TASK STATEMENT: Return, word for word, only the lines of the data below that lie between the line with "repository 488a543f811af4d2" and the line with "shuffled.shuffle(&mut rng);", those two lines included.

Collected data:
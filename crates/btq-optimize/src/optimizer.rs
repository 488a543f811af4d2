use std::time::Instant;

use btq_backtest::{BacktestConfig, BacktestOrchestrator, NullRunRepository};
use btq_ids::IdGenerator;
use btq_replay::BarRepository;
use btq_strategy::{StrategyFactory, StrategyParams};
use rand::seq::SliceRandom;
use rand::SeedableRng;
use rand_chacha::ChaCha8Rng;
use rayon::prelude::*;

use crate::combinations::enumerate;
use crate::config::{OptimizationConfig, OptimizationMethod};
use crate::error::OptimizationError;
use crate::objective::extract;
use crate::result::{ChildRunSummary, OptimizationResult};

/// Grid/random parameter search over a base config. Each
/// combination runs as an independent child backtest through the same
/// [`BacktestOrchestrator`] machinery the single-run API uses, against a
/// [`NullRunRepository`] — child runs are not individually persisted, only
/// the aggregate [`OptimizationResult`] is returned to the caller.
pub struct ParameterOptimizer<'a> {
    bar_repository: &'a dyn BarRepository,
    strategy_factory: &'a dyn StrategyFactory,
    id_generator: &'a dyn IdGenerator,
}

impl<'a> ParameterOptimizer<'a> {
    pub fn new(
        bar_repository: &'a dyn BarRepository,
        strategy_factory: &'a dyn StrategyFactory,
        id_generator: &'a dyn IdGenerator,
    ) -> Self {
        Self {
            bar_repository,
            strategy_factory,
            id_generator,
        }
    }

    pub fn run(&self, config: &OptimizationConfig) -> Result<OptimizationResult, OptimizationError> {
        config.validate()?;

        let started = Instant::now();
        let all_combos = enumerate(&config.parameter_ranges);

        let selected = match config.method {
            OptimizationMethod::Grid => {
                if all_combos.len() > config.max_runs {
                    return Err(OptimizationError::Overflow {
                        combinations: all_combos.len(),
                        max_runs: config.max_runs,
                    });
                }
                all_combos
            }
            OptimizationMethod::Random => {
                let mut rng = ChaCha8Rng::seed_from_u64(config.seed.unwrap_or(0));
                let mut shuffled = all_combos;
                shuffled.shuffle(&mut rng);
                let take = config.max_runs.min(shuffled.len());
                shuffled.truncate(take);
                shuffled
            }
        };

        let null_repo = NullRunRepository;
        let orchestrator = BacktestOrchestrator::new(
            self.bar_repository,
            self.strategy_factory,
            self.id_generator,
            &null_repo,
        );

        let outcomes: Vec<(StrategyParams, Option<(f64, btq_backtest::BacktestResult)>)> = selected
            .par_iter()
            .map(|params| {
                let child_config = BacktestConfig {
                    id: self.id_generator.next_id().to_string(),
                    strategy_params: params.clone(),
                    ..config.base_config.clone()
                };
                match orchestrator.run(child_config) {
                    Ok(result) => {
                        let objective_value = extract(config.objective, &result.performance);
                        (params.clone(), Some((objective_value, result)))
                    }
                    Err(e) => {
                        tracing::warn!(error = %e, "optimizer child run failed; skipped");
                        (params.clone(), None)
                    }
                }
            })
            .collect();

        let mut all_runs = Vec::with_capacity(outcomes.len());
        let mut best: Option<(StrategyParams, f64, btq_backtest::BacktestResult)> = None;

        for (params, outcome) in outcomes {
            match outcome {
                Some((objective_value, result)) => {
                    all_runs.push(ChildRunSummary {
                        parameters: params.clone(),
                        objective_value: Some(objective_value),
                    });
                    let replace = match &best {
                        None => true,
                        Some((_, best_value, _)) => objective_value > *best_value,
                    };
                    if replace {
                        best = Some((params, objective_value, result));
                    }
                }
                None => all_runs.push(ChildRunSummary {
                    parameters: params,
                    objective_value: None,
                }),
            }
        }

        let (best_parameters, best_objective_value, best_result) =
            best.ok_or(OptimizationError::NoSuccessfulRuns)?;

        Ok(OptimizationResult {
            best_parameters,
            best_objective_value,
            best_result,
            total_runs: all_runs.len(),
            all_runs,
            wall_duration_ms: started.elapsed().as_millis(),
        })
    }
}

#[cfg(test)]
mod tests {
    use super::*;
    use btq_decimal::Money;
    use btq_ids::MonotonicIdGenerator;
    use btq_market::{Bar, Timeframe};
    use btq_replay::ReplayError;
    use btq_strategy::DefaultStrategyFactory;
    use chrono::NaiveDate;
    use rust_decimal::Decimal;
    use std::collections::BTreeMap;

    struct FixedBars(Vec<Bar>);

    impl BarRepository for FixedBars {
        fn find_bars(
            &self,
            symbols: &[String],
            timeframe: &str,
            start_ts: btq_decimal::Timestamp,
            end_ts: btq_decimal::Timestamp,
        ) -> Result<Vec<Bar>, ReplayError> {
            Ok(self
                .0
                .iter()
                .filter(|b| {
                    symbols.contains(&b.symbol)
                        && b.timeframe.as_str() == timeframe
                        && b.timestamp >= start_ts
                        && b.timestamp <= end_ts
                })
                .cloned()
                .collect())
        }
    }

    fn bar(day: u32) -> Bar {
        let ts = NaiveDate::from_ymd_opt(2023, 1, day)
            .unwrap()
            .and_hms_opt(9, 30, 0)
            .unwrap();
        let p = Money::parse("100").unwrap();
        Bar::restore("AAPL", Timeframe::new("1d"), ts, p, p, p, p, Decimal::from(1_000), true).unwrap()
    }

    fn base_config() -> BacktestConfig {
        BacktestConfig {
            id: "base".into(),
            strategy_id: "strat-1".into(),
            strategy_type: None,
            symbols: vec!["AAPL".into()],
            start_date: NaiveDate::from_ymd_opt(2023, 1, 1).unwrap(),
            end_date: NaiveDate::from_ymd_opt(2023, 1, 10).unwrap(),
            timeframe: Timeframe::new("1d"),
            initial_capital: Money::from_i64(1_000_000),
            commission_rate: Decimal::ZERO,
            slippage_rate: Decimal::ZERO,
            strategy_params: StrategyParams::new(),
            account_tag: "default".into(),
        }
    }

    #[test]
    fn grid_overflow_is_rejected_before_any_child_run() {
        let bars = FixedBars(vec![]);
        let factory = DefaultStrategyFactory;
        let ids = MonotonicIdGenerator::new();
        let optimizer = ParameterOptimizer::new(&bars, &factory, &ids);

        let mut ranges = BTreeMap::new();
        ranges.insert("p".to_string(), vec![serde_json::json!(1), serde_json::json!(2)]);
        ranges.insert("q".to_string(), vec![serde_json::json!(10), serde_json::json!(20)]);

        let config = OptimizationConfig {
            base_config: base_config(),
            parameter_ranges: ranges,
            method: OptimizationMethod::Grid,
            objective: crate::config::Objective::TotalReturn,
            max_runs: 2,
            seed: None,
        };

        let err = optimizer.run(&config).unwrap_err();
        assert!(matches!(err, OptimizationError::Overflow { combinations: 4, max_runs: 2 }));
    }

    #[test]
    fn grid_search_with_identical_results_picks_first_combination() {
        let bars = FixedBars(vec![]);
        let factory = DefaultStrategyFactory;
        let ids = MonotonicIdGenerator::new();
        let optimizer = ParameterOptimizer::new(&bars, &factory, &ids);

        let mut ranges = BTreeMap::new();
        ranges.insert("p".to_string(), vec![serde_json::json!(1), serde_json::json!(2)]);
        ranges.insert("q".to_string(), vec![serde_json::json!(10), serde_json::json!(20)]);

        let config = OptimizationConfig {
            base_config: base_config(),
            parameter_ranges: ranges,
            method: OptimizationMethod::Grid,
            objective: crate::config::Objective::TotalReturn,
            max_runs: 4,
            seed: None,
        };

        let result = optimizer.run(&config).unwrap();
        assert_eq!(result.total_runs, 4);
        // every run sees zero bars so every objective is 0.0; first wins
        assert_eq!(result.best_parameters["p"], serde_json::json!(1));
        assert_eq!(result.best_parameters["q"], serde_json::json!(10));
    }

    #[test]
    fn random_search_respects_max_runs_cap() {
        let bars = FixedBars((1..=5).map(bar).collect());
        let factory = DefaultStrategyFactory;
        let ids = MonotonicIdGenerator::new();
        let optimizer = ParameterOptimizer::new(&bars, &factory, &ids);

        let mut ranges = BTreeMap::new();
        ranges.insert("p".to_string(), vec![serde_json::json!(1), serde_json::json!(2), serde_json::json!(3)]);
        ranges.insert("q".to_string(), vec![serde_json::json!(10), serde_json::json!(20)]);

        let config = OptimizationConfig {
            base_config: base_config(),
            parameter_ranges: ranges,
            method: OptimizationMethod::Random,
            objective: crate::config::Objective::TotalReturn,
            max_runs: 3,
            seed: Some(42),
        };

        let result = optimizer.run(&config).unwrap();
        assert_eq!(result.total_runs, 3);
    }
}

RESPONSE TO THE EXERCISE:
repository 488a543f811af4d2
use std::time::Instant;

use btq_backtest::{BacktestConfig, BacktestOrchestrator, NullRunRepository};
use btq_ids::IdGenerator;
use btq_replay::BarRepository;
use btq_strategy::{StrategyFactory, StrategyParams};
use rand::seq::SliceRandom;
use rand::SeedableRng;
use rand_chacha::ChaCha8Rng;
use rayon::prelude::*;

use crate::combinations::enumerate;
use crate::config::{OptimizationConfig, OptimizationMethod};
use crate::error::OptimizationError;
use crate::objective::extract;
use crate::result::{ChildRunSummary, OptimizationResult};

/// Grid/random parameter search over a base config. Each
/// combination runs as an independent child backtest through the same
/// [`BacktestOrchestrator`] machinery the single-run API uses, against a
/// [`NullRunRepository`] — child runs are not individually persisted, only
/// the aggregate [`OptimizationResult`] is returned to the caller.
pub struct ParameterOptimizer<'a> {
    bar_repository: &'a dyn BarRepository,
    strategy_factory: &'a dyn StrategyFactory,
    id_generator: &'a dyn IdGenerator,
}

impl<'a> ParameterOptimizer<'a> {
    pub fn new(
        bar_repository: &'a dyn BarRepository,
        strategy_factory: &'a dyn StrategyFactory,
        id_generator: &'a dyn IdGenerator,
    ) -> Self {
        Self {
            bar_repository,
            strategy_factory,
            id_generator,
        }
    }

    pub fn run(&self, config: &OptimizationConfig) -> Result<OptimizationResult, OptimizationError> {
        config.validate()?;

        let started = Instant::now();
        let all_combos = enumerate(&config.parameter_ranges);

        let selected = match config.method {
            OptimizationMethod::Grid => {
                if all_combos.len() > config.max_runs {
                    return Err(OptimizationError::Overflow {
                        combinations: all_combos.len(),
                        max_runs: config.max_runs,
                    });
                }
                all_combos
            }
            OptimizationMethod::Random => {
                let mut rng = ChaCha8Rng::seed_from_u64(config.seed.unwrap_or(0));
                let mut shuffled = all_combos;
                shuffled.shuffle(&mut rng);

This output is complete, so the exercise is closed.